De bonne heure, Colbert avait pris plaisir à former sa précieuse bibliothèque ; on trouvera dans le volume de M. Clément les plus curieuses indications sur les moyens qu’il employait. Il y faisait travailler les intendans ; il avait des agens qui pénétraient dans les couvens et abbayes, et se faisaient donner, pour le ministre, volumes imprimés et manuscrits. Les chanoines de Metz lui envoyèrent la bible de Charles le Chauve, et treize autres manuscrits, dont un passait pour le livre d’heures de Charlemagne.
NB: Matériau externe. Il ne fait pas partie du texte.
//! Configuration for market analytics operations

use crate::error::{AnalyticsError, Result};
use crate::retry::RetryPolicy;
use std::path::PathBuf;
use std::time::Duration;

/// Default Polygon REST endpoint
pub const DEFAULT_POLYGON_BASE_URL: &str = "https://api.polygon.io";

/// Number of month steps fetched per ingest request
pub const DEFAULT_MONTHS: u32 = 5;

/// Configuration for market analytics operations
#[derive(Debug, Clone)]
pub struct AnalyticsConfig {
    /// Month steps walked back from today per fetch
    pub months: u32,

    /// Upper bound for a single provider call
    pub request_timeout: Duration,

    /// Client-side request budget (requests per minute)
    pub rate_limit_per_minute: u32,

    /// Backoff applied when the provider reports a rate limit
    pub retry_policy: RetryPolicy,

    /// Polygon API key
    pub polygon_api_key: Option<String>,

    /// Polygon base URL (overridable for tests and proxies)
    pub polygon_base_url: String,

    /// Directory for the JSON file store; in-memory store when unset
    pub data_dir: Option<PathBuf>,
}

impl Default for AnalyticsConfig {
    fn default() -> Self {
        Self {
            months: DEFAULT_MONTHS,
            request_timeout: Duration::from_secs(10),
            rate_limit_per_minute: 5, // free tier
            retry_policy: RetryPolicy::default(),
            polygon_api_key: None,
            polygon_base_url: DEFAULT_POLYGON_BASE_URL.to_string(),
            data_dir: None,
        }
    }
}

impl AnalyticsConfig {
    /// Create a new configuration builder
    pub fn builder() -> AnalyticsConfigBuilder {
        AnalyticsConfigBuilder::default()
    }

    /// Load Polygon API key from environment
    pub fn with_env_api_key(mut self) -> Self {
        if let Ok(key) = std::env::var("POLYGON_API_KEY") {
            self.polygon_api_key = Some(key);
        }
        self
    }

    /// Validate the configuration
    pub fn validate(&self) -> Result<()> {
        if self.months == 0 {
            return Err(AnalyticsError::Config(
                "months must be greater than 0".to_string(),
            ));
        }

        if self.rate_limit_per_minute == 0 {
            return Err(AnalyticsError::Config(
                "rate_limit_per_minute must be greater than 0".to_string(),
            ));
        }

        if self.retry_policy.max_attempts == 0 {
            return Err(AnalyticsError::Config(
                "retry_policy.max_attempts must be greater than 0".to_string(),
            ));
        }

        if self.request_timeout.is_zero() {
            return Err(AnalyticsError::Config(
                "request_timeout must be non-zero".to_string(),
            ));
        }

        Ok(())
    }
}

/// Builder for AnalyticsConfig
#[derive(Debug, Default)]
pub struct AnalyticsConfigBuilder {
    months: Option<u32>,
    request_timeout: Option<Duration>,
    rate_limit_per_minute: Option<u32>,
    retry_policy: Option<RetryPolicy>,
    polygon_api_key: Option<String>,
    polygon_base_url: Option<String>,
    data_dir: Option<PathBuf>,
}

impl AnalyticsConfigBuilder {
    /// Set the number of month steps
    pub fn months(mut self, months: u32) -> Self {
        self.months = Some(months);
        self
    }

    /// Set per-call timeout
    pub fn request_timeout(mut self, duration: Duration) -> Self {
        self.request_timeout = Some(duration);
        self
    }

    /// Set client-side rate limit
    pub fn rate_limit_per_minute(mut self, limit: u32) -> Self {
        self.rate_limit_per_minute = Some(limit);
        self
    }

    /// Set rate-limit retry policy
    pub fn retry_policy(mut self, policy: RetryPolicy) -> Self {
        self.retry_policy = Some(policy);
        self
    }

    /// Set Polygon API key
    pub fn polygon_api_key(mut self, key: impl Into<String>) -> Self {
        self.polygon_api_key = Some(key.into());
        self
    }

    /// Set Polygon base URL
    pub fn polygon_base_url(mut self, url: impl Into<String>) -> Self {
        self.polygon_base_url = Some(url.into());
        self
    }

    /// Persist to JSON files under `dir`
    pub fn data_dir(mut self, dir: impl Into<PathBuf>) -> Self {
        self.data_dir = Some(dir.into());
        self
    }

    /// Load Polygon API key from environment
    pub fn with_env_api_key(mut self) -> Self {
        if let Ok(key) = std::env::var("POLYGON_API_KEY") {
            self.polygon_api_key = Some(key);
        }
        self
    }

    /// Build the configuration
    pub fn build(self) -> Result<AnalyticsConfig> {
        let defaults = AnalyticsConfig::default();

        let config = AnalyticsConfig {
            months: self.months.unwrap_or(defaults.months),
            request_timeout: self.request_timeout.unwrap_or(defaults.request_timeout),
            rate_limit_per_minute: self
                .rate_limit_per_minute
                .unwrap_or(defaults.rate_limit_per_minute),
            retry_policy: self.retry_policy.unwrap_or(defaults.retry_policy),
            polygon_api_key: self.polygon_api_key,
            polygon_base_url: self.polygon_base_url.unwrap_or(defaults.polygon_base_url),
            data_dir: self.data_dir,
        };

        config.validate()?;
        Ok(config)
    }
}
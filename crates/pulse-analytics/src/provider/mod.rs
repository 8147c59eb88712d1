//! Market data provider abstraction and clients

pub mod polygon;

use crate::error::Result;
use async_trait::async_trait;
use chrono::NaiveDate;

pub use crate::series::RawPoint;
pub use polygon::PolygonClient;

/// Classified provider answer for one `(symbol, date)` request
#[derive(Debug, Clone, PartialEq)]
pub enum ProviderReply {
    /// Payload received; the close still has to be validated
    Success(RawPoint),
    /// Provider asked us to back off (or the call timed out)
    RateLimited,
    /// Provider does not know the symbol
    SymbolNotFound,
    /// No session recorded for that date
    NoDataForDate,
    /// Body could not be decoded
    Malformed(String),
}

/// Daily open/close source
///
/// Per-date conditions come back as a [`ProviderReply`]; `Err` is reserved
/// for failures that end the whole fetch, such as an unreachable provider.
#[async_trait]
pub trait MarketDataProvider: Send + Sync {
    /// Provider name used in logs and errors
    fn name(&self) -> &str;

    /// Daily open/close for `symbol` on `date`
    async fn daily_open_close(&self, symbol: &str, date: NaiveDate) -> Result<ProviderReply>;
}
//! Command-line interface for market-pulse

use anyhow::Context;
use clap::{Parser, Subcommand};
use pulse_analytics::{AnalyticsConfig, AnalyticsService};
use std::net::SocketAddr;
use std::path::PathBuf;
use std::sync::Arc;
use tracing::info;

#[derive(Parser, Debug)]
#[command(name = "pulse")]
#[command(about = "Historical market data trend and risk analysis", long_about = None)]
struct Args {
    /// Months of history to fetch
    #[arg(long, env = "PULSE_MONTHS", default_value_t = pulse_analytics::config::DEFAULT_MONTHS, global = true)]
    months: u32,

    /// Directory for persisted raw data and series (in memory when unset)
    #[arg(long, env = "PULSE_DATA_DIR", global = true)]
    data_dir: Option<PathBuf>,

    #[command(subcommand)]
    command: Command,
}

#[derive(Subcommand, Debug)]
enum Command {
    /// Run the HTTP server
    Serve {
        #[arg(long, env = "PULSE_BIND", default_value = "127.0.0.1:8080")]
        bind: SocketAddr,
    },
    /// Fetch and analyze one symbol, printing the result as JSON
    Analyze { symbol: String },
}

#[tokio::main]
async fn main() -> anyhow::Result<()> {
    let app_config = pulse_utils::Config::from_env()?;
    pulse_utils::init_tracing_with(app_config.log_format);

    let args = Args::parse();
    info!(
        app = %app_config.app_name,
        environment = %app_config.environment,
        production = app_config.is_production(),
        "Starting"
    );

    let mut builder = AnalyticsConfig::builder()
        .months(args.months)
        .with_env_api_key();
    if let Some(dir) = args.data_dir {
        builder = builder.data_dir(dir);
    }
    let config = builder.build()?;
    let service = Arc::new(AnalyticsService::from_config(&config).await?);

    match args.command {
        Command::Serve { bind } => serve(service, bind).await,
        Command::Analyze { symbol } => analyze(&service, &symbol).await,
    }
}

async fn serve(service: Arc<AnalyticsService>, bind: SocketAddr) -> anyhow::Result<()> {
    let listener = tokio::net::TcpListener::bind(bind)
        .await
        .with_context(|| format!("binding {bind}"))?;
    info!("Listening on http://{bind}");

    axum::serve(listener, pulse_server::router(service))
        .with_graceful_shutdown(shutdown_signal())
        .await?;

    info!("Server stopped");
    Ok(())
}

async fn analyze(service: &AnalyticsService, symbol: &str) -> anyhow::Result<()> {
    let report = service.ingest(symbol).await?;
    let analysis = service.analyze(Some(&report.symbol)).await?;

    let output = serde_json::json!({
        "ingest": report,
        "analysis": analysis,
    });
    println!("{}", serde_json::to_string_pretty(&output)?);
    Ok(())
}

async fn shutdown_signal() {
    if tokio::signal::ctrl_c().await.is_ok() {
        info!("Shutdown requested");
    }
}
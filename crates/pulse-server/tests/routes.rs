use async_trait::async_trait;
use axum::Router;
use axum::body::Body;
use axum::http::{Request, StatusCode};
use chrono::{Datelike, NaiveDate};
use pulse_analytics::{
    AnalyticsConfig, AnalyticsError, AnalyticsService, FixedClock, MarketDataProvider, MemoryStore,
    ProviderReply, RawPoint, Result, RetryPolicy,
};
use serde_json::{Value, json};
use std::sync::Arc;
use tower::ServiceExt;

/// Replies by symbol: AAPL rises month over month, the rest fail in one way each
struct FakeProvider;

#[async_trait]
impl MarketDataProvider for FakeProvider {
    fn name(&self) -> &str {
        "fake"
    }

    async fn daily_open_close(&self, symbol: &str, date: NaiveDate) -> Result<ProviderReply> {
        match symbol {
            "AAPL" => {
                let base = 100.0 + f64::from(date.month());
                Ok(ProviderReply::Success(RawPoint::new(
                    symbol,
                    date,
                    base,
                    base + 0.5,
                )))
            }
            "ZZZZ" => Ok(ProviderReply::SymbolNotFound),
            "BUSY" => Ok(ProviderReply::RateLimited),
            "DOWN" => Err(AnalyticsError::ProviderUnreachable(
                "connection refused".to_string(),
            )),
            _ => Ok(ProviderReply::NoDataForDate),
        }
    }
}

fn app() -> Router {
    let config = AnalyticsConfig::builder()
        .months(3)
        .retry_policy(RetryPolicy::no_retry())
        .build()
        .unwrap();
    let service = AnalyticsService::new(
        Arc::new(FakeProvider),
        Arc::new(FixedClock(NaiveDate::from_ymd_opt(2024, 6, 12).unwrap())),
        Arc::new(MemoryStore::new()),
        &config,
    );
    pulse_server::router(Arc::new(service))
}

async fn send(app: &Router, request: Request<Body>) -> (StatusCode, Value) {
    let response = app.clone().oneshot(request).await.unwrap();
    let status = response.status();
    let bytes = axum::body::to_bytes(response.into_body(), usize::MAX)
        .await
        .unwrap();
    let body = serde_json::from_slice(&bytes).unwrap_or(Value::Null);
    (status, body)
}

fn post_symbol(body: &str) -> Request<Body> {
    Request::builder()
        .method("POST")
        .uri("/send-market-symbol")
        .header("content-type", "application/json")
        .body(Body::from(body.to_string()))
        .unwrap()
}

fn get(uri: &str) -> Request<Body> {
    Request::builder().uri(uri).body(Body::empty()).unwrap()
}

#[tokio::test]
async fn test_health() {
    let response = app().oneshot(get("/health")).await.unwrap();
    assert_eq!(response.status(), StatusCode::OK);

    let bytes = axum::body::to_bytes(response.into_body(), usize::MAX)
        .await
        .unwrap();
    assert_eq!(&bytes[..], b"OK");
}

#[tokio::test]
async fn test_ingest_then_analyze() {
    let app = app();

    let (status, body) = send(&app, post_symbol(r#"{"marketSymbol":"aapl"}"#)).await;
    assert_eq!(status, StatusCode::OK);
    assert_eq!(body["symbol"], json!("AAPL"));
    assert_eq!(body["points"], json!(3));
    assert!(body["message"].as_str().unwrap().contains("AAPL"));

    let (status, body) = send(&app, get("/data-algorithms")).await;
    assert_eq!(status, StatusCode::OK);
    assert_eq!(body["marketTrend"]["trend"], json!("Increasing"));
    assert_eq!(body["marketTrend"]["firstOpen"], json!(104.0));
    assert_eq!(body["marketTrend"]["lastClose"], json!(106.5));
    assert_eq!(body["monthlyPercentChanges"].as_array().unwrap().len(), 2);
    assert_eq!(body["riskLevel"], json!("Low Risk"));
    assert!(body["standardDeviation"].is_number());

    let (status, explicit) = send(&app, get("/data-algorithms?symbol=AAPL")).await;
    assert_eq!(status, StatusCode::OK);
    assert_eq!(explicit, body);
}

#[tokio::test]
async fn test_analyze_before_any_ingest() {
    let (status, body) = send(&app(), get("/data-algorithms")).await;
    assert_eq!(status, StatusCode::OK);
    assert_eq!(body["marketTrend"], Value::Null);
    assert_eq!(body["monthlyPercentChanges"], json!([]));
    assert_eq!(body["standardDeviation"], Value::Null);
    assert_eq!(body["riskLevel"], Value::Null);
}

#[tokio::test]
async fn test_missing_symbol_is_bad_request() {
    let app = app();

    for body in [r"{}", r#"{"marketSymbol":"   "}"#, r#"{"marketSymbol":null}"#] {
        let (status, response) = send(&app, post_symbol(body)).await;
        assert_eq!(status, StatusCode::BAD_REQUEST, "{body}");
        assert!(response["error"].is_string());
    }
}

#[tokio::test]
async fn test_malformed_body_is_bad_request() {
    let (status, body) = send(&app(), post_symbol("{not json")).await;
    assert_eq!(status, StatusCode::BAD_REQUEST);
    assert!(body["error"].is_string());
}

#[tokio::test]
async fn test_pipeline_failures_map_to_statuses() {
    let app = app();
    let cases = [
        ("ZZZZ", StatusCode::NOT_FOUND),
        ("EMPTY", StatusCode::NOT_FOUND),
        ("$$$", StatusCode::NOT_FOUND),
        ("BUSY", StatusCode::TOO_MANY_REQUESTS),
        ("DOWN", StatusCode::INTERNAL_SERVER_ERROR),
    ];

    for (symbol, expected) in cases {
        let request = post_symbol(&json!({ "marketSymbol": symbol }).to_string());
        let (status, body) = send(&app, request).await;
        assert_eq!(status, expected, "{symbol}");
        assert!(body["error"].is_string(), "{symbol}");
    }

    // Nothing was stored by the failed runs.
    let (_, body) = send(&app, get("/data-algorithms")).await;
    assert_eq!(body["marketTrend"], Value::Null);
}
//! Fetch, persist, derive and analyze, one symbol at a time

use crate::analyzer::{Analysis, TrendAnalyzer};
use crate::calendar::{Clock, SystemClock};
use crate::config::AnalyticsConfig;
use crate::error::{AnalyticsError, Result};
use crate::fetcher::{HistoricalFetcher, SkippedDate, normalize_symbol};
use crate::provider::{MarketDataProvider, PolygonClient};
use crate::series::derive_series;
use crate::store::{JsonFileStore, MemoryStore, SeriesStore};
use serde::Serialize;
use std::collections::HashMap;
use std::sync::Arc;
use tokio::sync::Mutex;
use tracing::info;

/// Summary of one ingest run
#[derive(Debug, Clone, PartialEq, Serialize)]
#[serde(rename_all = "camelCase")]
pub struct IngestReport {
    pub symbol: String,
    pub requested: u32,
    pub collected: usize,
    pub points: usize,
    pub skipped: Vec<SkippedDate>,
}

/// Pipeline entry point shared by the HTTP boundary and the CLI
pub struct AnalyticsService {
    fetcher: HistoricalFetcher,
    store: Arc<dyn SeriesStore>,
    analyzer: TrendAnalyzer,
    months: u32,
    provider_name: String,
    in_flight: Mutex<HashMap<String, Arc<Mutex<()>>>>,
}

impl AnalyticsService {
    pub fn new(
        provider: Arc<dyn MarketDataProvider>,
        clock: Arc<dyn Clock>,
        store: Arc<dyn SeriesStore>,
        config: &AnalyticsConfig,
    ) -> Self {
        Self {
            provider_name: provider.name().to_string(),
            fetcher: HistoricalFetcher::from_config(provider, clock, config),
            store,
            analyzer: TrendAnalyzer::new(),
            months: config.months,
            in_flight: Mutex::new(HashMap::new()),
        }
    }

    /// Polygon provider, wall clock, and a file store when `data_dir` is set
    pub async fn from_config(config: &AnalyticsConfig) -> Result<Self> {
        config.validate()?;

        let provider = Arc::new(PolygonClient::from_config(config)?);
        let store: Arc<dyn SeriesStore> = match &config.data_dir {
            Some(dir) => Arc::new(JsonFileStore::open(dir).await?),
            None => Arc::new(MemoryStore::new()),
        };

        Ok(Self::new(provider, Arc::new(SystemClock), store, config))
    }

    pub fn store(&self) -> &Arc<dyn SeriesStore> {
        &self.store
    }

    async fn guard_for(&self, symbol: &str) -> Arc<Mutex<()>> {
        let mut in_flight = self.in_flight.lock().await;
        Arc::clone(in_flight.entry(symbol.to_string()).or_default())
    }

    /// Drop the symbol's guard from the map once no other run holds it
    async fn release(&self, symbol: &str, guard: Arc<Mutex<()>>) {
        let mut in_flight = self.in_flight.lock().await;
        // One reference in the map, one in `guard`.
        if Arc::strong_count(&guard) <= 2 {
            in_flight.remove(symbol);
        }
    }

    /// Fetch the configured number of months and replace the stored state
    ///
    /// Nothing is written when the fetch collected no usable point.
    pub async fn ingest(&self, symbol: &str) -> Result<IngestReport> {
        let symbol = normalize_symbol(symbol)?;
        let guard = self.guard_for(&symbol).await;
        let result = {
            let _running = guard.lock().await;
            self.ingest_locked(&symbol).await
        };
        self.release(&symbol, guard).await;
        result
    }

    async fn ingest_locked(&self, symbol: &str) -> Result<IngestReport> {
        let outcome = self.fetcher.fetch_series(symbol, self.months).await?;
        let series = outcome.series();

        if series.is_empty() {
            return Err(if outcome.was_rate_limited() {
                AnalyticsError::RateLimited {
                    provider: self.provider_name.clone(),
                }
            } else {
                AnalyticsError::NoData(symbol.to_string())
            });
        }

        // Raw output is the source of truth; `analyze` re-derives the series
        // from it, so a failed series write is repaired on the next read.
        self.store.put_raw(symbol, &outcome.raw).await?;
        self.store.put_series(&series).await?;

        info!(%symbol, points = series.len(), "Stored series");

        Ok(IngestReport {
            symbol: symbol.to_string(),
            requested: outcome.requested,
            collected: outcome.raw.len(),
            points: series.len(),
            skipped: outcome.skipped,
        })
    }

    /// Re-derive the series from stored raw output and analyze it
    ///
    /// Uses the latest ingested symbol when `symbol` is `None`. `Ok(None)`
    /// means there is nothing to analyze yet.
    pub async fn analyze(&self, symbol: Option<&str>) -> Result<Option<Analysis>> {
        let symbol = match symbol {
            Some(symbol) => normalize_symbol(symbol)?,
            None => match self.store.latest_symbol().await? {
                Some(symbol) => symbol,
                None => return Ok(None),
            },
        };

        let guard = self.guard_for(&symbol).await;
        let result = {
            let _running = guard.lock().await;
            self.analyze_locked(&symbol).await
        };
        self.release(&symbol, guard).await;
        result
    }

    async fn analyze_locked(&self, symbol: &str) -> Result<Option<Analysis>> {
        let Some(raw) = self.store.get_raw(symbol).await? else {
            return Ok(None);
        };

        let series = derive_series(symbol, &raw);
        self.store.put_series(&series).await?;

        Ok(self.analyzer.analyze(&series))
    }

    #[cfg(test)]
    async fn in_flight_len(&self) -> usize {
        self.in_flight.lock().await.len()
    }
}
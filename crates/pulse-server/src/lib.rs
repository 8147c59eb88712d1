//! HTTP boundary for market-pulse
//!
//! Exposes the analytics pipeline over two JSON endpoints:
//!
//! - `POST /send-market-symbol` fetches and stores history for a symbol
//! - `GET /data-algorithms` analyzes the stored history
//!
//! # Example
//!
//! ```rust,ignore
//! use pulse_analytics::{AnalyticsConfig, AnalyticsService};
//! use pulse_server::router;
//! use std::sync::Arc;
//!
//! # async fn example() -> anyhow::Result<()> {
//! let config = AnalyticsConfig::builder().with_env_api_key().build()?;
//! let service = Arc::new(AnalyticsService::from_config(&config).await?);
//!
//! let listener = tokio::net::TcpListener::bind("127.0.0.1:8080").await?;
//! axum::serve(listener, router(service)).await?;
//! # Ok(())
//! # }
//! ```

pub mod error;
pub mod routes;

pub use error::ApiError;
pub use routes::{AppState, router};
//! Chorograph - space-filling-curve cartography engine for raw byte buffers.
//!
//! This library maps every byte offset of an opaque buffer onto a 2D point via
//! a space-filling curve and colours that point by a per-byte property:
//! - Hilbert and zigzag (boustrophedon) curve mappings, chunked for buffers of
//!   arbitrary (non-power-of-two) length
//! - Per-byte colour metrics: neighbour similarity, windowed Shannon entropy,
//!   structural byte classification, seeded pseudo-random
//! - A viewport model (zoom, scroll, pixel-to-offset hover resolution)
//! - Background recomputation of the visible position/colour arrays
//!
//! The windowing shell, file loading, and GPU submission live outside this
//! crate: bytes arrive as an opaque buffer, and geometry leaves as parallel
//! position/colour arrays ready for a draw call.

#![warn(clippy::all, clippy::pedantic)]
#![allow(clippy::cast_possible_truncation, clippy::cast_precision_loss)]

pub mod curve;
pub mod engine;
pub mod error;
pub mod metrics;
pub mod util;

pub use curve::{CurveKind, MAX_ORDER};
pub use engine::{BufferSummary, EngineEvent, Point2, RenderBuffer, Session, Viewport};
pub use error::{EngineError, Result};
pub use metrics::ColourMode;
pub use util::color::Rgba;
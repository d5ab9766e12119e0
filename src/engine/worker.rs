//! Off-thread recomputation of the visible position/colour arrays.
//!
//! One recompute runs per session at a time. Every trigger bumps the
//! session's generation and cancels the previous job through an atomic
//! token; a cancelled job exits between bands and never publishes anything.
//! Completed frames travel back over a channel and are committed (or
//! discarded as stale) by [`Session::poll`](super::Session::poll).

use std::ops::Range;
use std::sync::atomic::{AtomicBool, Ordering};
use std::sync::mpsc::Sender;
use std::sync::Arc;
use std::thread;

use rayon::prelude::*;
use tracing::debug;

use crate::curve::{hilbert_forward, zigzag_forward, Chunk, ChunkLayout, CurveKind};
use crate::metrics::{self, ColourMode};
use crate::util::color::Rgba;

use super::render::{Frame, Point2};

/// Offsets processed between cancellation checks and progress reports.
const BAND_SIZE: u64 = 1 << 16;

/// Shared cancellation flag handed to an in-flight recompute.
#[derive(Clone, Debug, Default)]
pub struct CancelToken(Arc<AtomicBool>);

impl CancelToken {
    pub fn new() -> Self {
        Self::default()
    }

    /// Ask the job to stop. Irrevocable for that job.
    pub fn cancel(&self) {
        self.0.store(true, Ordering::Release);
    }

    pub fn is_cancelled(&self) -> bool {
        self.0.load(Ordering::Acquire)
    }
}

/// Message from a recompute job back to its session.
#[derive(Debug)]
pub(crate) enum WorkerMsg {
    /// Fraction of the visible range processed so far, 0.0-1.0.
    Progress { generation: u64, fraction: f32 },
    /// The finished frame, published as a single unit.
    Completed(Frame),
}

/// Inputs of one recompute, detached from live session state.
///
/// The job holds its own `Arc` of the byte buffer, so a reload in the
/// session can never mutate memory this job is reading; its stale result is
/// discarded by the generation check on commit.
#[derive(Clone, Debug)]
pub(crate) struct FrameParams {
    pub generation: u64,
    pub data: Arc<[u8]>,
    pub layout: ChunkLayout,
    pub colour_mode: ColourMode,
    pub point_size: u32,
    pub row_range: Range<u64>,
}

#[inline]
fn cell_of(kind: CurveKind, chunk: &Chunk, d: u64) -> (u64, u64) {
    match kind {
        CurveKind::Hilbert => hilbert_forward(chunk.width.trailing_zeros(), d),
        CurveKind::Zigzag => zigzag_forward(chunk.width, d),
        CurveKind::Blank => unreachable!("blank layouts contain no chunks"),
    }
}

/// In-chunk offsets worth scanning for the visible row range.
///
/// Zigzag chunks fill row by row, so only the visible rows need scanning.
/// Hilbert chunks scatter every offset across their square, so the whole
/// chunk is scanned and filtered per offset.
fn scan_range(kind: CurveKind, chunk: &Chunk, rows: &Range<u64>) -> Range<u64> {
    let chunk_rows = chunk.row_origin..chunk.row_origin + chunk.rows;
    if rows.end <= chunk_rows.start || rows.start >= chunk_rows.end {
        return 0..0;
    }
    match kind {
        CurveKind::Zigzag => {
            let first = rows.start.max(chunk_rows.start) - chunk.row_origin;
            let last = rows.end.min(chunk_rows.end) - chunk.row_origin;
            (first * chunk.width).min(chunk.len)..(last * chunk.width).min(chunk.len)
        }
        _ => 0..chunk.len,
    }
}

/// Compute the frame for `params`, checking `cancel` between bands.
///
/// Returns `None` when cancelled; partial results are never exposed.
/// Entries come out ordered by increasing absolute offset, and the three
/// output arrays always have equal lengths.
pub(crate) fn compute_frame(
    params: &FrameParams,
    cancel: &CancelToken,
    on_progress: &mut dyn FnMut(f32),
) -> Option<Frame> {
    let kind = params.layout.kind();
    let point = params.point_size as f32;
    let first_row = params.row_range.start;
    let data = &params.data;

    let total_scan: u64 = params
        .layout
        .chunks()
        .iter()
        .map(|c| {
            let r = scan_range(kind, c, &params.row_range);
            r.end - r.start
        })
        .sum();

    let mut offsets = Vec::new();
    let mut positions = Vec::new();
    let mut colours = Vec::new();
    let mut processed = 0u64;

    for chunk in params.layout.chunks() {
        let scan = scan_range(kind, chunk, &params.row_range);
        let mut d = scan.start;
        while d < scan.end {
            if cancel.is_cancelled() {
                return None;
            }
            let band_end = (d + BAND_SIZE).min(scan.end);
            let entries: Vec<(u64, Point2, Rgba)> = (d..band_end)
                .into_par_iter()
                .map_init(
                    || [0u32; 256],
                    |scratch, i| {
                        let (x, y) = cell_of(kind, chunk, i);
                        let row = chunk.row_origin + y;
                        if row < params.row_range.start || row >= params.row_range.end {
                            return None;
                        }
                        let offset = chunk.base + i;
                        let position = Point2 {
                            x: (x as f32 + 0.5) * point,
                            y: ((row - first_row) as f32 + 0.5) * point,
                        };
                        let colour = metrics::colour_for_with_scratch(
                            params.colour_mode,
                            data,
                            offset,
                            scratch,
                        );
                        Some((offset, position, colour))
                    },
                )
                .flatten()
                .collect();

            offsets.extend(entries.iter().map(|e| e.0));
            positions.extend(entries.iter().map(|e| e.1));
            colours.extend(entries.iter().map(|e| e.2));

            processed += band_end - d;
            d = band_end;
            if total_scan > 0 {
                on_progress(processed as f32 / total_scan as f32);
            }
        }
    }

    Some(Frame {
        generation: params.generation,
        offsets,
        positions,
        colours,
    })
}

/// Start a recompute on its own thread. Returns the token that cancels it.
pub(crate) fn spawn_recompute(params: FrameParams, tx: Sender<WorkerMsg>) -> CancelToken {
    let token = CancelToken::new();
    let cancel = token.clone();

    thread::spawn(move || {
        let generation = params.generation;
        debug!(generation, "recompute started");

        let progress_tx = tx.clone();
        let frame = compute_frame(&params, &cancel, &mut |fraction| {
            let _ = progress_tx.send(WorkerMsg::Progress { generation, fraction });
        });

        match frame {
            // The session may already be gone; a dead channel just means
            // nobody wants the result.
            Some(frame) => {
                let _ = tx.send(WorkerMsg::Completed(frame));
            }
            None => debug!(generation, "recompute cancelled"),
        }
    });

    token
}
Colbert chercha par quel présent il pourrait témoigner sa reconnaissance au chapitre de Metz, et ne trouva rien de mieux que d’envoyer un portrait du roi qui ne dut pas lui coûter bien cher, mais dont les chanoines se déclarèrent très satisfaits. — À vrai dire, c’est surtout par de telles réquisitions que se forma la riche bibliothèque colbertine.

Les chapitres où Colbert nous apparaît comme père de famille sont rédigés, dans le livre de M. Clément, d’après les lettres privées et présentent des détails très nouveaux. Il faut voir avec quel soin Seignelay est préparé aux affaires. Il ne s’agit pas seulement d’entendre l’administration intérieure, il faut avoir fait d’utiles voyages à l’étranger. Colbert pense visiblement qu’il peut destiner son fils à la surintendance des bâtimens, et alors le voyage d’Italie lui devient indispensable. Nous avons ici les instructions en vue de ce voyage, et on se rappelle que M. Clément a publié en un petit et agréable volume la relation rédigée par le fils conformément à ces instructions paternelles.

Colbert gouverne sa nombreuse famille comme il administre l’état, avec austérité et rudesse, mais avec une ferme ambition d’arriver au succès, avec une énergie plus d’une fois affectueuse qui sait se faire obéir en se faisant accepter. C’est en étudiant le détail de cette vie qu’on parvient à mesurer l’étendue de l’œuvre confiés à Colbert, œuvre immense en effet, puisqu’elle comprenait en même temps l’organisation générale du royaume, la création de sa marine et de ses colonies, la rénovation de son industrie, la révision des codes, la rectification des douanes intérieures, l’édification du Louvre et de Versailles, presque tout ce qui a fait enfin le prestige et la grandeur de la France pendant la période la plus brillante de ses annales.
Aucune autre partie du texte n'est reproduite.